Vision is everything when one is developing a new product, starting a new company, or devising policy. The engineer, business person, health policy advisor, academician, patient, consumer advocate, or healthcare provider interested in mHealth have their own idea of what the technology will look like in practice. I’d like to provide you with my personal vision of the ideal wireless solution for the post-discharge cardiac patient. I choose the patient with heart disease as an example for a few reasons. I was a practicing cardiac electrophysiologist for many years, the cardiac patient usually has comorbidities, heart disease is the country’s (and Western world’s number one killer), and cardiac disease eats up a huge amount of the healthcare dollar.
The ideal wireless solution for a patient leaving the hospital would be one which is programmed or activated prior to discharge. The patient’s diagnosis and comorbidities which have the potential to be managed with wireless solutions automatically populate an order set that arranges for the solution to be programmed and arranged for. This plan is transmitted electronically to the hospital and outpatient EHRs, payer, patient, and if applicable, caregiver. The technologies would operate on an actionable alert basis, and be supplemented with occasional teleconferencing (phone or visual conferencing (to check a surgical wound for example). This organizational blueprint is a closed loop system that minimizes visiting nurses, cost of time and expense to the patient and caregiver, and provides customized follow-up better that the traditional post-hospital visits. This should not be construed as a substitute for all office visits, but as a way of closer follow-up with a proactive philosophy, which has been shown to decrease rehospitalizations.
1. The first important issue is medication adherence. Medication non-adherence is a significant factor in rehospitalizations. The ideal medication adherence monitoring process is seamless and involves minimal patient effort. Medication changes in the EHR via the provider or prompted by the patient or caregiver would automatically populate the adherence app. Alerts of non-adherence would be sent automatically to a caregiver or provider. For a more detailed discussion of compliance please see https://davidleescher.com/2011/10/12/mobile-health-technology-solution-to-medication-non-adherence/.

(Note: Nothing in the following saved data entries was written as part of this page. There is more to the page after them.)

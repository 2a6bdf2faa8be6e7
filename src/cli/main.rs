//! Command-line interface entry point for the gradebook CLI

mod args;
mod commands;

use args::{Cli, Command};
use clap::Parser;
use gradebook::config::Config;
use gradebook::core::store::Gradebook;
use gradebook::logger::{enable_debug, enable_verbose, init_file_logging, set_level, Level};
use gradebook::{info, verbose};

fn main() {
    let args = Cli::parse();

    // Load configuration once at startup and apply CLI overrides to it
    let mut config = Config::load();
    let defaults = Config::from_defaults();
    config.apply_overrides(&args.to_config_overrides());

    // Effective runtime log level: CLI flag overrides config; otherwise use config logging.level; fallback warn
    let effective_level = args
        .log_level
        .map(std::convert::Into::into)
        .or_else(|| parse_level(&config.logging.level))
        .unwrap_or(Level::Warn);

    let mut level = effective_level;
    if args.debug_flag || level == Level::Debug {
        level = Level::Debug;
        enable_debug();
    }

    // Verbose: enable if CLI flag OR config has verbose=true
    let verbose = args.verbose || config.logging.verbose;
    if verbose {
        enable_verbose();
    }
    set_level(level);

    // Initialize file logging: CLI flag wins, otherwise use config logging.file if set
    let config_log_path: Option<std::path::PathBuf> = if config.logging.file.is_empty() {
        None
    } else {
        Some(std::path::PathBuf::from(&config.logging.file))
    };

    if let Some(log_path) = args.log_file.as_ref().or(config_log_path.as_ref()) {
        let display_path = log_path.to_string_lossy();
        if init_file_logging(log_path) {
            if verbose {
                eprintln!("✓ File logging initialized at: {display_path}");
            } else {
                info!("File logging initialized at: {display_path}");
            }
        } else {
            eprintln!("✗ Failed to initialize file logging at: {display_path}");
        }
    }

    match args.command {
        Some(Command::Config { subcommand }) => {
            commands::config::run(subcommand, &mut config, &defaults);
        }
        None => {
            let mut gradebook = Gradebook::load(&config.paths.gradebook_file);
            info!(
                "Loaded {} course(s) from {}",
                gradebook.len(),
                gradebook.path().display()
            );
            verbose!(
                "Using gradebook file: {} ({} course(s))",
                gradebook.path().display(),
                gradebook.len()
            );

            if let Err(e) = commands::shell::run(&mut gradebook) {
                eprintln!("✗ {e}");
                std::process::exit(1);
            }
        }
    }
}

fn parse_level(val: &str) -> Option<Level> {
    match val.to_ascii_lowercase().as_str() {
        "error" => Some(Level::Error),
        "warn" => Some(Level::Warn),
        "info" => Some(Level::Info),
        "debug" => Some(Level::Debug),
        _ => None,
    }
}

2. Clinical monitoring of heart failure is important. One Meta analysis study of 25 clinical trials examined the effectiveness of home monitoring of post-discharge heart failure patients, which was presented at the 2011 Heart Failure Society meeting in Boston. It was found that both human interactive telephone monitoring (requiring the most patient interaction) and “complex device-oriented telemonitoring” (requiring the least patient participation) resulted in statistically significant decreases in all-cause mortality, all-cause hospitalizations, and heart failure hospitalizations. Interestingly, voice-recognition telephone automated interaction was least preferred by patients and did not result in any significant improvement in any of the three endpoints. (http://www.theheart.org/article/1284715.do).
3. A team approach is necessary. A post-cardiac surgical patient will need wireless follow-up with the surgical and medical cardiac teams. Mobile examination of surgical wounds may be done more frequently than the traditional follow-up, possibly preventing superficial infections from becoming more serious ones. Wireless monitoring of vital signs (heart rate, respiratory rate, blood oxygen level, temperature may be done with vests with sensors, or technologies that will be available on smart phones. Weight and blood pressure may also be monitored via wireless technology. Patients with implanted cardiac devices (pacemakers, defibrillators, other types of monitors) can have the function of the device system itself as well as their rhythms evaluated wirelessly. Implanted devices including those and valves, stents, and others will have unique identifiers which can be wirelessly identified and followed in case of defect or recall. The primary care provider will have the patient’s glucose and other blood chemistries monitored with wireless technology.
This article is not meant to be a comprehensive overview. It is a brief vision of how wireless health might be applied to a world I know very well. It’s a world that encompasses significant morbidity, mortality, and cost to society. Let’s look forward to my vision.